Although disparities in the diagnosis and treatment of ADHD based on race/ethnicity have been well documented (e.g., (
18)), there is less clarity on potential differences in neuropsychological functioning and symptom presentation across racial/ethnic groups, particularly in adult populations. For example, there is evidence that cultural differences such as parenting styles may influence ADHD symptom presentation (
38). Notably, although prior research has demonstrated performance differences on neuropsychological tests between non‐Hispanic White adults and non‐White counterparts across various populations (
19,
21) and less psychological distress reported by non‐Hispanic Whites compared to other racial groups (
22,
23), neither of these have been well‐studied among adults with ADHD. Based on the current findings, there is generally parity in neuropsychological test performance and psychological symptom reporting across individuals of various racial/ethnic backgrounds, when stratified by IQ. While differences emerged on an isolated measure of attention/working memory, scores remained average across groups.
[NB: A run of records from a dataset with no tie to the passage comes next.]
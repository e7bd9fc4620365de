//! Sizing and detach rules applied to every buffer.

use serde::{Deserialize, Serialize};

use super::error::{BufError, BufResult};

/// Capacity used when a creation hint is below it.
pub const DEFAULT_MIN_CAPACITY: usize = 64;

/// Extra bytes added on a grow step that does not double.
pub const DEFAULT_GROWTH_HEADROOM: usize = 100;

/// Largest capacity a buffer may reach. One byte is kept for the terminator.
pub const MAX_CAPACITY: usize = usize::MAX - 1;

/// What detach does when a dynamic buffer holds no content.
#[derive(Debug, Clone, Copy, PartialEq, Eq, Default, Serialize, Deserialize)]
#[serde(rename_all = "kebab-case")]
pub enum DetachPolicy {
    /// Hand out a zero-length, NUL-terminated sequence.
    #[default]
    AllowEmpty,
    /// Fail with [`BufError::NothingToDetach`] and leave the buffer alone.
    RejectEmpty,
}

/// Growth limits and detach behaviour shared by buffers of one registry.
#[derive(Debug, Clone, Copy, PartialEq, Eq)]
pub struct BufPolicy {
    pub min_capacity: usize,
    pub growth_headroom: usize,
    pub max_capacity: usize,
    pub detach: DetachPolicy,
}

impl Default for BufPolicy {
    fn default() -> Self {
        Self {
            min_capacity: DEFAULT_MIN_CAPACITY,
            growth_headroom: DEFAULT_GROWTH_HEADROOM,
            max_capacity: MAX_CAPACITY,
            detach: DetachPolicy::AllowEmpty,
        }
    }
}

impl BufPolicy {
    /// Effective capacity limit. Never above [`MAX_CAPACITY`], whatever
    /// `max_capacity` says, so the terminator byte always fits.
    pub fn limit(&self) -> usize {
        self.max_capacity.min(MAX_CAPACITY)
    }

    /// Capacity for a freshly created buffer given the caller's hint.
    pub fn initial_capacity(&self, hint: usize) -> BufResult<usize> {
        let limit = self.limit();
        if hint > limit {
            return Err(BufError::CapacityOverflow {
                requested: hint,
                limit,
            });
        }
        Ok(hint.max(self.min_capacity).min(limit))
    }

    /// Capacity to reallocate to so that `extra` bytes fit after `len`.
    ///
    /// Doubles when the current capacity already exceeds the request,
    /// otherwise sizes to the request plus headroom. The result always
    /// leaves at least `extra` bytes available and never passes
    /// [`BufPolicy::limit`].
    pub fn next_capacity(&self, len: usize, capacity: usize, extra: usize) -> BufResult<usize> {
        let limit = self.limit();
        if extra > limit.saturating_sub(len) {
            return Err(BufError::CapacityOverflow {
                requested: len.saturating_add(extra),
                limit,
            });
        }

        let next = if capacity > extra {
            if capacity <= limit / 2 {
                capacity * 2
            } else {
                limit
            }
        } else {
            let size = len + extra;
            match size.checked_add(self.growth_headroom) {
                Some(padded) if padded <= limit => padded,
                _ => size,
            }
        };

        Ok(next)
    }
}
Working memory abilities in children have been associated with parental sociodemographic status, which may partly account for disparities maintained throughout adulthood (
39). The replicability of this finding, along with potential moderating variables should be examined in future studies.
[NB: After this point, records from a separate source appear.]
//! C Interface
//!
//! Exposes the process-wide registry to C callers with the conventions of
//! the libxml2 `xmlBuf` API.
//!
//! # Conventions
//!
//! ```text
//! handle            size_t, 0 = invalid
//! status            0 on success, -1 on failure
//! xmlBufIsEmpty     1 empty, 0 not empty, -1 invalid handle
//! xmlBufAvail/Use   0 for an invalid handle
//! xmlBufDetach      malloc'd NUL-terminated copy (release with free), or NULL
//! ```
//!
//! Pointers returned by `xmlBufContent` and `xmlBufEnd` stay valid until
//! the next call that mutates or frees the same buffer.
//!
//! # Example
//!
//! ```c
//! size_t buf = xmlBufCreate(10);
//! xmlBufAdd(buf, (const xmlChar *) "Hello", 5);
//! xmlChar *text = xmlBufDetach(buf);
//! free(text);
//! xmlBufFree(buf);
//! ```

#![allow(non_snake_case)]

mod types;

pub use types::{XmlBufPtr, XmlChar};

use std::ffi::CStr;
use std::os::raw::{c_char, c_int};
use std::ptr;
use std::slice;

use tracing::debug;

use crate::buf::{MemSource, StaticBytes};
use crate::registry::global;
use types::{created, handle, status};

/// Copies `bytes` into memory obtained from `malloc`.
fn malloc_copy(bytes: &[u8]) -> Option<*mut XmlChar> {
    // Safety: the block is checked for null and sized to `bytes`.
    unsafe {
        let out = libc::malloc(bytes.len()) as *mut XmlChar;
        if out.is_null() {
            return None;
        }
        ptr::copy_nonoverlapping(bytes.as_ptr(), out, bytes.len());
        Some(out)
    }
}

/// Creates an empty buffer able to hold at least `size` bytes.
#[no_mangle]
pub extern "C" fn xmlBufCreate(size: usize) -> XmlBufPtr {
    created("xmlBufCreate", global().with(|r| r.create(size)))
}

/// Creates a buffer from `size` bytes at `mem`.
///
/// With `is_static` non-zero the buffer only views the memory, which must
/// be NUL-terminated at `mem[size]`. Otherwise the bytes are copied.
///
/// # Safety
///
/// `mem` must be null or valid for reads of `size` bytes, plus the
/// terminator when static. Static memory must outlive the buffer and stay
/// unmodified.
#[no_mangle]
pub unsafe extern "C" fn xmlBufCreateMem(mem: *const XmlChar, size: usize, is_static: c_int) -> XmlBufPtr {
    let source = if mem.is_null() {
        None
    } else if is_static != 0 {
        if *mem.add(size) != 0 {
            debug!(size, "static memory is not NUL-terminated");
            return 0;
        }
        StaticBytes::from_raw(mem, size).map(MemSource::Static)
    } else {
        Some(MemSource::Copy(slice::from_raw_parts(mem, size)))
    };

    created("xmlBufCreateMem", global().with(|r| r.create_mem(source)))
}

/// Frees a buffer. Invalid or already freed handles are ignored.
#[no_mangle]
pub extern "C" fn xmlBufFree(buf: XmlBufPtr) {
    global().with(|r| r.free(handle(buf)));
}

/// Discards the content of a buffer, keeping its storage.
#[no_mangle]
pub extern "C" fn xmlBufEmpty(buf: XmlBufPtr) {
    if let Err(e) = global().with(|r| r.empty(handle(buf))) {
        debug!(buf, error = %e, "buffer call failed");
    }
}

/// Ensures at least `len` bytes are available.
#[no_mangle]
pub extern "C" fn xmlBufGrow(buf: XmlBufPtr, len: usize) -> c_int {
    status("xmlBufGrow", buf, global().with(|r| r.grow(handle(buf), len)))
}

/// Appends `len` bytes from `str_ptr`.
///
/// # Safety
///
/// `str_ptr` must be null or valid for reads of `len` bytes.
#[no_mangle]
pub unsafe extern "C" fn xmlBufAdd(buf: XmlBufPtr, str_ptr: *const XmlChar, len: usize) -> c_int {
    if str_ptr.is_null() {
        debug!(buf, "xmlBufAdd called with null data");
        return -1;
    }
    let data = slice::from_raw_parts(str_ptr, len);
    status("xmlBufAdd", buf, global().with(|r| r.add(handle(buf), data)))
}

/// Appends the NUL-terminated string at `str_ptr`. A null string appends
/// nothing.
///
/// # Safety
///
/// `str_ptr` must be null or point to a NUL-terminated string.
#[no_mangle]
pub unsafe extern "C" fn xmlBufCat(buf: XmlBufPtr, str_ptr: *const XmlChar) -> c_int {
    let h = handle(buf);
    if str_ptr.is_null() {
        return if global().with(|r| r.contains(h)) { 0 } else { -1 };
    }
    let data = CStr::from_ptr(str_ptr as *const c_char);
    status("xmlBufCat", buf, global().with(|r| r.cat(h, data)))
}

/// Bytes available without reallocating; 0 for an invalid handle.
#[no_mangle]
pub extern "C" fn xmlBufAvail(buf: XmlBufPtr) -> usize {
    global().with(|r| r.available(handle(buf)))
}

#[no_mangle]
pub extern "C" fn xmlBufIsEmpty(buf: XmlBufPtr) -> c_int {
    match global().with(|r| r.is_empty(handle(buf))) {
        Ok(true) => 1,
        Ok(false) => 0,
        Err(e) => e.code(),
    }
}

/// Marks `len` bytes written at [`xmlBufEnd`] as content.
#[no_mangle]
pub extern "C" fn xmlBufAddLen(buf: XmlBufPtr, len: usize) -> c_int {
    status("xmlBufAddLen", buf, global().with(|r| r.add_len(handle(buf), len)))
}

/// Hands the content to the caller as a `malloc`'d NUL-terminated string,
/// leaving the buffer empty. Returns null on failure.
#[no_mangle]
pub extern "C" fn xmlBufDetach(buf: XmlBufPtr) -> *mut XmlChar {
    match global().with(|r| r.detach_with(handle(buf), malloc_copy)) {
        Ok(out) => out,
        Err(e) => {
            debug!(buf, error = %e, "buffer call failed");
            ptr::null_mut()
        }
    }
}

/// Pointer to the content, or null for an invalid handle.
#[no_mangle]
pub extern "C" fn xmlBufContent(buf: XmlBufPtr) -> *const XmlChar {
    global().with(|r| match r.get(handle(buf)) {
        Ok(b) => b
            .as_bytes_with_nul()
            .unwrap_or_else(|| b.as_bytes())
            .as_ptr(),
        Err(_) => ptr::null(),
    })
}

/// Pointer just past the content, where [`xmlBufAddLen`] expects new bytes.
/// Null for invalid handles, static buffers and buffers with no storage.
#[no_mangle]
pub extern "C" fn xmlBufEnd(buf: XmlBufPtr) -> *mut XmlChar {
    global().with(|r| match r.get_mut(handle(buf)) {
        Ok(b) if b.has_storage() => b
            .spare_mut()
            .map(|spare| spare.as_mut_ptr())
            .unwrap_or(ptr::null_mut()),
        _ => ptr::null_mut(),
    })
}

/// Content length; 0 for an invalid handle.
#[no_mangle]
pub extern "C" fn xmlBufUse(buf: XmlBufPtr) -> usize {
    global().with(|r| r.len(handle(buf)).unwrap_or(0))
}

/// Removes `len` bytes from the front. Returns the count removed, 0 on
/// failure.
#[no_mangle]
pub extern "C" fn xmlBufShrink(buf: XmlBufPtr, len: usize) -> usize {
    match global().with(|r| r.shrink(handle(buf), len)) {
        Ok(n) => n,
        Err(e) => {
            debug!(buf, len, error = %e, "buffer call failed");
            0
        }
    }
}

#[cfg(test)]
mod tests;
This study benefited from several methodological strengths, including a large sample, a neuropsychological test battery that allowed for comparison of performance differences across multiple domains of neurocognitive functioning (e.g., attention/working memory, learning/memory, processing speed, executive functions), and inclusion of multiple PVTs. That said, some limitations warrant notation. The sample was largely composed of undergraduate and graduate/professional students undergoing ADHD evaluation. Consequently, mean education of the sample was higher than the general population average, and findings may not necessarily generalize to broader, community‐dwelling populations. Relatedly, although the sample had a wide range of IQ, there was insufficient data for those with IQs <90 for statistical analysis. Thus, it remains unclear if current findings would replicate among those with below average baseline intellectual function. Finally, some of the subgroup sample sizes were modest, such that replication with larger subgroup sizes and among those who identify as other ethnoracial identities would be beneficial.
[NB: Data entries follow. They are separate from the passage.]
//! Alert normalization.
//!
//! Maps the loose TradingView alert vocabulary onto the typed order model,
//! validating required presence and value ranges. Every failure names the
//! offending alert field.

use rust_decimal::Decimal;
use std::str::FromStr;

use model::{
    Alert, OrderDraft, OrderSize, OrderType, PositionSide, MAX_LEVERAGE, MIN_LEVERAGE,
};

use crate::error::RelayError;

/// Normalize an authenticated alert into an [`OrderDraft`].
pub fn parse_alert(alert: &Alert) -> Result<OrderDraft, RelayError> {
    let symbol = alert
        .symbol
        .as_deref()
        .filter(|s| !s.is_empty())
        .ok_or_else(|| RelayError::validation("symbol", "missing"))?
        .to_string();

    let side = resolve_side(alert)?;
    let order_type = resolve_order_type(alert)?;
    let size = resolve_size(alert)?;

    let price = alert
        .price
        .as_deref()
        .map(|raw| parse_positive_decimal("price", raw))
        .transpose()?;

    if order_type == OrderType::Limit && price.is_none() {
        return Err(RelayError::validation(
            "price",
            "limit order requires a price",
        ));
    }

    let leverage = alert
        .leverage
        .as_deref()
        .map(|raw| {
            let lev = u32::from_str(raw).map_err(|_| {
                RelayError::validation("leverage", format!("not a whole number: '{}'", raw))
            })?;
            if !(MIN_LEVERAGE..=MAX_LEVERAGE).contains(&lev) {
                return Err(RelayError::validation(
                    "leverage",
                    format!("must be within {}..={}, got {}", MIN_LEVERAGE, MAX_LEVERAGE, lev),
                ));
            }
            Ok(lev)
        })
        .transpose()?;

    Ok(OrderDraft {
        symbol,
        side,
        order_type,
        size,
        price,
        leverage,
    })
}

/// Resolve the alert's side vocabulary into the four-way position side.
///
/// Accepts the explicit Bitget strings (`open_long`, ...) as well as
/// `buy`/`sell`/`long`/`short` combined with the optional `close` flag.
fn resolve_side(alert: &Alert) -> Result<PositionSide, RelayError> {
    let raw = alert
        .side
        .as_deref()
        .ok_or_else(|| RelayError::validation("side", "missing"))?;
    let close = alert.close.unwrap_or(false);

    if let Some(side) = PositionSide::from_bitget_str(&raw.to_lowercase()) {
        // An explicit four-way side must not contradict the close flag.
        if alert.close.is_some() && side.is_entry() == close {
            return Err(RelayError::validation(
                "side",
                format!("'{}' contradicts close={}", raw, close),
            ));
        }
        return Ok(side);
    }

    match (raw.to_lowercase().as_str(), close) {
        ("buy" | "long", false) => Ok(PositionSide::OpenLong),
        ("buy" | "long", true) => Ok(PositionSide::CloseShort),
        ("sell" | "short", false) => Ok(PositionSide::OpenShort),
        ("sell" | "short", true) => Ok(PositionSide::CloseLong),
        _ => Err(RelayError::validation(
            "side",
            format!("unrecognized value '{}'", raw),
        )),
    }
}

fn resolve_order_type(alert: &Alert) -> Result<OrderType, RelayError> {
    match alert.order_type.as_deref() {
        None => Ok(OrderType::Market),
        Some(raw) => OrderType::from_bitget_str(&raw.to_lowercase()).ok_or_else(|| {
            RelayError::validation("type", format!("expected market or limit, got '{}'", raw))
        }),
    }
}

fn resolve_size(alert: &Alert) -> Result<OrderSize, RelayError> {
    match (alert.quantity.as_deref(), alert.notional.as_deref()) {
        (Some(_), Some(_)) => Err(RelayError::validation(
            "quantity",
            "provide either quantity or notional, not both",
        )),
        (Some(raw), None) => Ok(OrderSize::Contracts(parse_positive_decimal(
            "quantity", raw,
        )?)),
        (None, Some(raw)) => Ok(OrderSize::Notional(parse_positive_decimal(
            "notional", raw,
        )?)),
        (None, None) => Err(RelayError::validation(
            "quantity",
            "missing (provide quantity or notional)",
        )),
    }
}

fn parse_positive_decimal(field: &str, raw: &str) -> Result<Decimal, RelayError> {
    let value = Decimal::from_str(raw)
        .map_err(|_| RelayError::validation(field, format!("not a decimal: '{}'", raw)))?;

    if value <= Decimal::ZERO {
        return Err(RelayError::validation(
            field,
            format!("must be positive, got {}", value),
        ));
    }
    Ok(value)
}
ADHD is one of the most prevalent neurodevelopmental disorders in the U.S., though many facets of this disorder remain understudied among adults, especially among adults from minoritized populations. Current results showed largely nonsignificant differences in neuropsychological test performance, ADHD symptom reporting, and active affective psychopathology symptoms between non‐Hispanic White, non‐Hispanic Black, Hispanic, and Asian adults with ADHD referred for clinical neuropsychological evaluation. As such, although prior research has consistently documented racial/ethnic disparities in rates of ADHD diagnosis (primarily among children), current results did not demonstrate neuropsychological performance‐based differences apart from working memory performance among young adults diagnosed with ADHD.